De l’alouette de collection dans nos assiettes, Doris.
Je ne pensais pas que nous prendrions tant de plaisir à en faire des goulaschs, Doris.
Sais-tu, Doris, que je détruis tous les œufs qu’elles pondent ces dames ?
Je suis la vilaine accoucheuse.
Je prends les œufs et les jette dans la poubelle.
C’est ça, cette odeur dans le pigeonnier.
C’est celle des cadavres qui pourrissent dans leur coquille.
Le comble Doris, c’est qu’au milieu de tout ce petit charnier, depuis une semaine, il y a eu une éclosion d’œufs de mouche.
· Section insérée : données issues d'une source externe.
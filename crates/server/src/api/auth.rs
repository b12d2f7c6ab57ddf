//! Magic-link login, session status, and logout.

use axum::Json;
use axum::extract::{Query, State};
use axum::http::{HeaderMap, StatusCode, header};
use axum::response::{Html, IntoResponse, Response};
use chrono::Utc;
use serde::Deserialize;
use tracing::debug;

use super::AppState;
use crate::auth::{AuthService, session_from_cookie_header};
use crate::error::ApiError;

const SUCCESS_PAGE: &str = r"<!DOCTYPE html>
<html>
<head>
    <meta charset='utf-8'>
    <title>Logged in</title>
    <style>
        body {
            font-family: -apple-system, BlinkMacSystemFont, 'Segoe UI', Roboto, sans-serif;
            max-width: 480px; margin: 80px auto; text-align: center; color: #333;
        }
    </style>
</head>
<body>
    <h1>You're in</h1>
    <p>Login successful. You can close this tab and return to the app.</p>
</body>
</html>
";

const PREVIEW_PAGE: &str = r"<!DOCTYPE html>
<html>
<head><meta charset='utf-8'><title>Login link</title></head>
<body><p>Open this link in your browser to log in.</p></body>
</html>
";

#[derive(Debug, Deserialize)]
pub struct LoginQuery {
    token: Option<String>,
}

/// `GET /auth/login?token=...` - consume a magic link and open a session.
///
/// Link-preview bots get a static page without touching the token, so a
/// messenger rendering the link cannot burn it.
pub async fn login(
    State(state): State<AppState>,
    Query(query): Query<LoginQuery>,
    headers: HeaderMap,
) -> Result<Response, ApiError> {
    let Some(token) = query.token else {
        return Err(ApiError::Validation("missing token parameter".into()));
    };

    let user_agent = headers
        .get(header::USER_AGENT)
        .and_then(|v| v.to_str().ok())
        .unwrap_or_default();
    if AuthService::is_preview_bot(user_agent) {
        debug!(user_agent, "ignoring link preview bot");
        return Ok(Html(PREVIEW_PAGE).into_response());
    }

    let forwarded_for = headers
        .get("x-forwarded-for")
        .and_then(|v| v.to_str().ok())
        .map(|v| v.split(',').next().unwrap_or(v).trim().to_owned());

    let Some((_user_id, cookie_value)) = state
        .auth
        .login_with_token(
            &token,
            Utc::now(),
            forwarded_for.as_deref(),
            Some(user_agent),
        )
        .await?
    else {
        return Err(ApiError::Unauthorized("invalid or expired token".into()));
    };

    let mut response = Html(SUCCESS_PAGE).into_response();
    response.headers_mut().insert(
        header::SET_COOKIE,
        AuthService::session_cookie(&cookie_value)
            .parse()
            .map_err(|e| ApiError::Internal(Box::new(e)))?,
    );
    Ok(response)
}

/// `GET /auth/status` - whether the caller holds a valid session.
pub async fn status(State(state): State<AppState>, headers: HeaderMap) -> Json<serde_json::Value> {
    let user_id = headers
        .get(header::COOKIE)
        .and_then(|v| v.to_str().ok())
        .and_then(session_from_cookie_header)
        .and_then(|value| state.auth.verify_session(value, Utc::now()));

    match user_id {
        Some(user_id) => Json(serde_json::json!({
            "authenticated": true,
            "user_id": user_id,
        })),
        None => Json(serde_json::json!({ "authenticated": false })),
    }
}

/// `POST /auth/logout` - clear the session cookie.
pub async fn logout() -> Result<Response, ApiError> {
    let mut response = (
        StatusCode::OK,
        Json(serde_json::json!({ "status": "logged_out" })),
    )
        .into_response();
    response.headers_mut().insert(
        header::SET_COOKIE,
        AuthService::clear_session_cookie()
            .parse()
            .map_err(|e| ApiError::Internal(Box::new(e)))?,
    );
    Ok(response)
}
Je voudrais ne plus les nourrir mes pigeons
que déjà leurs enfants morts nés ont trouvé le bon moyen de produire de la becquée pour leurs pères et leurs mères.
Ce grouillement, Doris /
Il est fascinant, non ?
N’aie donc pas peur, sotte.
Regarde.
Approche, je vais te montrer autre chose.
Ici /
Vois-tu
la poubelle s’est, je crois, transformée en couveuse.
Hier, je suis entré ici
et c’est un petit bruit
comme celui d’un chaton agonisant qui sortait de cette poubelle.
Il n’est pas très beau
ce rescapé.
Il est même terrible avec ses yeux cachés sous une membrane de peau.
Le plus juste serait de l’éclater contre un mur, Doris, ce petit monstre qui défie la nature.
Mais je suis qui /
Je suis encore un homme, Doris, non ?
Doris. Il va falloir faire le ménage.
Mettre les plus beaux en cage.
On a encore reçu une lettre Joseph.
Pour l’expulsion.
Sans sommation.
Joseph, il va falloir partir.
Joseph. Tu regardes trop tes catalogues des voyages de l’agence.
Tu les feuillettes tellement que tu crois que nous pourrions partir vers un de ces pays.
Tu délires, Doris.
Tu délires tellement /
Anna croit que nous allons partir.
Tu vas finir par nous rendre tarés avec tes sottises.
Doris. Joseph, j’aimerais bien que tu lises cette lettre.
Au moins celle-là.
Joseph. Je ne sais plus lire, Doris.
Doris. Est-ce que tu pourrais arrêter /
Joseph. Est-ce que tu pourrais sortir de là
tu commences à lâcher des gaz anxiogènes pour mes oiseaux.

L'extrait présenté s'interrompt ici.